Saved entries

//! Viral sequencing sources: SNP calls, allele frequencies and clusters.
//!
//! VCF files are read with noodles. Sample names come from the header and look
//! like `prefix_year_G3686[.suffix]`; a `.` sample value counts as absent.

use std::collections::HashMap;
use std::io;
use std::path::Path;

use mirador_model::{ClusterAssignment, SiteValues, normalize_patient_id};
use noodles_vcf::{
    self as vcf,
    variant::record::samples::{Series as _, series::Value},
};
use tracing::{info, warn};

use crate::csv_table::read_rows;
use crate::error::{IngestError, Result};

const CLUSTER_ID_COLUMN: usize = 0;
const CLUSTER_CODE_COLUMN: usize = 2;

/// One VCF record reduced to its position and a single FORMAT field.
#[derive(Debug, Clone)]
struct SampleColumn {
    position: u64,
    values: Vec<Option<String>>,
}

#[derive(Debug, Clone, Default)]
struct VcfColumns {
    samples: Vec<String>,
    records: Vec<SampleColumn>,
}

/// Reads every record of `path`, keeping the `key` FORMAT field per sample.
fn read_format_field(path: &Path, key: &str) -> Result<VcfColumns> {
    let mut reader = vcf::io::reader::Builder::default()
        .build_from_path(path)
        .map_err(|err| IngestError::io(path, err))?;
    let header = reader
        .read_header()
        .map_err(|err| IngestError::vcf_header(path, err))?;
    let samples: Vec<String> = header.sample_names().iter().cloned().collect();

    let mut records = Vec::new();
    for (idx, result) in reader.records().enumerate() {
        let record_no = idx as u64 + 1;
        let record = result.map_err(|err| IngestError::vcf_record(path, record_no, err))?;
        let position = match record.variant_start() {
            Some(Ok(position)) => usize::from(position) as u64,
            Some(Err(err)) => return Err(IngestError::vcf_record(path, record_no, err)),
            None => return Err(IngestError::vcf_record(path, record_no, "missing POS")),
        };

        let record_samples = record.samples();
        let series = record_samples.select(key);
        let mut values = Vec::with_capacity(samples.len());
        for sample in 0..samples.len() {
            let value = match series.as_ref().and_then(|series| series.get(&header, sample)) {
                Some(Some(value)) => {
                    let value =
                        value.map_err(|err| IngestError::vcf_record(path, record_no, err))?;
                    render_value(value)
                        .map_err(|err| IngestError::vcf_record(path, record_no, err))?
                }
                _ => None,
            };
            values.push(value);
        }
        records.push(SampleColumn { position, values });
    }
    Ok(VcfColumns { samples, records })
}

/// Renders a sample value as text. Genotypes render as `/`-joined allele
/// indices; array values are not used by any source and read as absent.
fn render_value(value: Value<'_>) -> io::Result<Option<String>> {
    let text = match value {
        Value::Integer(n) => n.to_string(),
        Value::Float(n) => n.to_string(),
        Value::Character(c) => c.to_string(),
        Value::String(s) => s.to_string(),
        Value::Genotype(genotype) => {
            let alleles = genotype
                .iter()
                .map(|allele| allele.map(|(position, _)| position))
                .collect::<io::Result<Vec<Option<usize>>>>()?;
            if alleles.iter().all(Option::is_none) {
                return Ok(None);
            }
            alleles
                .iter()
                .map(|allele| allele.map_or_else(|| ".".to_string(), |idx| idx.to_string()))
                .collect::<Vec<_>>()
                .join("/")
        }
        Value::Array(_) => return Ok(None),
    };
    Ok(Some(text).filter(|text| text != "."))
}

/// Extracts and normalizes the patient identifier embedded in a sample name.
///
/// The identifier is the third `_`-separated token; with `strip_suffix` any
/// `.suffix` is dropped first.
pub fn sample_patient_id(sample: &str, strip_suffix: bool) -> String {
    let token = match sample.split('_').nth(2) {
        Some(token) => token,
        None => {
            warn!(sample = %sample, "sample name has no patient ID token");
            sample
        }
    };
    let token = if strip_suffix {
        token.split('.').next().unwrap_or(token)
    } else {
        token
    };
    normalize_patient_id(token)
}

/// Reads per-site SNP presence. Genotype `1` marks presence.
pub fn load_snp_calls(path: &Path) -> Result<Vec<SiteValues>> {
    let vcf = read_format_field(path, "GT")?;
    let sites: Vec<SiteValues> = vcf
        .records
        .iter()
        .map(|record| {
            let mut site = SiteValues::snp(record.position);
            for (sample, call) in vcf.samples.iter().zip(&record.values) {
                let call = if call.as_deref() == Some("1") { "1" } else { "0" };
                site.values
                    .insert(sample_patient_id(sample, false), call.to_string());
            }
            site
        })
        .collect();
    info!(path = %path.display(), sites = sites.len(), samples = vcf.samples.len(), "loaded SNP calls");
    Ok(sites)
}

/// Reads allele frequencies, keeping only `positions` (all sites when empty).
pub fn load_allele_frequencies(path: &Path, positions: &[u64]) -> Result<Vec<SiteValues>> {
    let vcf = read_format_field(path, "AF")?;
    let sites: Vec<SiteValues> = vcf
        .records
        .iter()
        .filter(|record| positions.is_empty() || positions.contains(&record.position))
        .map(|record| {
            let mut site = SiteValues::allele_frequency(record.position);
            for (sample, value) in vcf.samples.iter().zip(&record.values) {
                site.values.insert(
                    sample_patient_id(sample, true),
                    value.clone().unwrap_or_default(),
                );
            }
            site
        })
        .collect();
    info!(path = %path.display(), sites = sites.len(), "loaded allele frequencies");
    Ok(sites)
}

/// Reads the tab-separated cluster table (header skipped).
pub fn load_clusters(path: &Path) -> Result<HashMap<String, ClusterAssignment>> {
    let mut clusters = HashMap::new();
    for numbered in read_rows(path, b'\t', true)? {
        let row = &numbered.row;
        let code = row.cell(CLUSTER_CODE_COLUMN);
        if code.is_empty() {
            warn!(line = numbered.line, "cluster row without compound code");
            continue;
        }
        let id = normalize_patient_id(row.cell(CLUSTER_ID_COLUMN));
        clusters.insert(id, ClusterAssignment::parse(code));
    }
    info!(path = %path.display(), patients = clusters.len(), "loaded cluster assignments");
    Ok(clusters)
}
//! Output variables and the group/table hierarchy shown by the viewer.

use serde::{Deserialize, Serialize};

use crate::dictionary::VariableType;

/// A column of the aggregated dataset.
#[derive(Debug, Clone, PartialEq, Eq, Serialize, Deserialize)]
pub struct AggregatedVariable {
    pub name: String,
    pub title: String,
    pub var_type: VariableType,
    /// Raw range/code spec, empty when the variable has none.
    pub range_spec: String,
    pub group: String,
    pub table: String,
    /// Type spelling written to the dataset dictionary when it differs from
    /// the canonical one.
    #[serde(default, skip_serializing_if = "Option::is_none")]
    pub type_label: Option<String>,
}

impl AggregatedVariable {
    pub fn new(
        name: impl Into<String>,
        title: impl Into<String>,
        var_type: VariableType,
        group: impl Into<String>,
        table: impl Into<String>,
    ) -> Self {
        Self {
            name: name.into(),
            title: title.into(),
            var_type,
            range_spec: String::new(),
            group: group.into(),
            table: table.into(),
            type_label: None,
        }
    }

    #[must_use]
    pub fn with_range(mut self, range_spec: impl Into<String>) -> Self {
        self.range_spec = range_spec.into();
        self
    }

    #[must_use]
    pub fn with_type_label(mut self, label: impl Into<String>) -> Self {
        self.type_label = Some(label.into());
        self
    }

    pub fn type_label(&self) -> &str {
        self.type_label
            .as_deref()
            .unwrap_or_else(|| self.var_type.as_str())
    }
}

#[derive(Debug, Clone, Default, PartialEq, Eq, Serialize, Deserialize)]
pub struct VariableTable {
    pub name: String,
    pub variables: Vec<String>,
}

#[derive(Debug, Clone, Default, PartialEq, Eq, Serialize, Deserialize)]
pub struct VariableGroup {
    pub name: String,
    pub tables: Vec<VariableTable>,
}

/// Ordered group -> table -> variable hierarchy. Entries are never removed.
#[derive(Debug, Clone, Default, PartialEq, Eq, Serialize, Deserialize)]
pub struct GroupHierarchy {
    groups: Vec<VariableGroup>,
}

impl GroupHierarchy {
    pub fn insert(&mut self, group: &str, table: &str, variable: &str) {
        let group_idx = match self.groups.iter().position(|g| g.name == group) {
            Some(idx) => idx,
            None => {
                self.groups.push(VariableGroup {
                    name: group.to_string(),
                    tables: Vec::new(),
                });
                self.groups.len() - 1
            }
        };
        let tables = &mut self.groups[group_idx].tables;
        let table_idx = match tables.iter().position(|t| t.name == table) {
            Some(idx) => idx,
            None => {
                tables.push(VariableTable {
                    name: table.to_string(),
                    variables: Vec::new(),
                });
                tables.len() - 1
            }
        };
        tables[table_idx].variables.push(variable.to_string());
    }

    pub fn groups(&self) -> &[VariableGroup] {
        &self.groups
    }
}

/// Append-only list of declared variables plus their hierarchy.
///
/// Declaration order is the column order of the dataset.
#[derive(Debug, Clone, Default)]
pub struct VariableCatalog {
    variables: Vec<AggregatedVariable>,
    hierarchy: GroupHierarchy,
}

impl VariableCatalog {
    pub fn new() -> Self {
        Self::default()
    }

    /// Declares a variable and returns its column index.
    pub fn declare(&mut self, variable: AggregatedVariable) -> usize {
        self.hierarchy
            .insert(&variable.group, &variable.table, &variable.name);
        self.variables.push(variable);
        self.variables.len() - 1
    }

    pub fn variables(&self) -> &[AggregatedVariable] {
        &self.variables
    }

    pub fn hierarchy(&self) -> &GroupHierarchy {
        &self.hierarchy
    }

    pub fn get(&self, name: &str) -> Option<&AggregatedVariable> {
        self.variables.iter().find(|v| v.name == name)
    }

    pub fn position(&self, name: &str) -> Option<usize> {
        self.variables.iter().position(|v| v.name == name)
    }

    pub fn names(&self) -> impl Iterator<Item = &str> {
        self.variables.iter().map(|v| v.name.as_str())
    }

    pub fn len(&self) -> usize {
        self.variables.len()
    }

    pub fn is_empty(&self) -> bool {
        self.variables.is_empty()
    }
}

### Task directions
Above are the records. Copy the lines beginning at the one that has "pub fn type_label(&self)" and ending with the one that has "pub struct VariableTable", unchanged.

### Result below
    pub fn type_label(&self) -> &str {
        self.type_label
            .as_deref()
            .unwrap_or_else(|| self.var_type.as_str())
    }
}

#[derive(Debug, Clone, Default, PartialEq, Eq, Serialize, Deserialize)]
pub struct VariableTable {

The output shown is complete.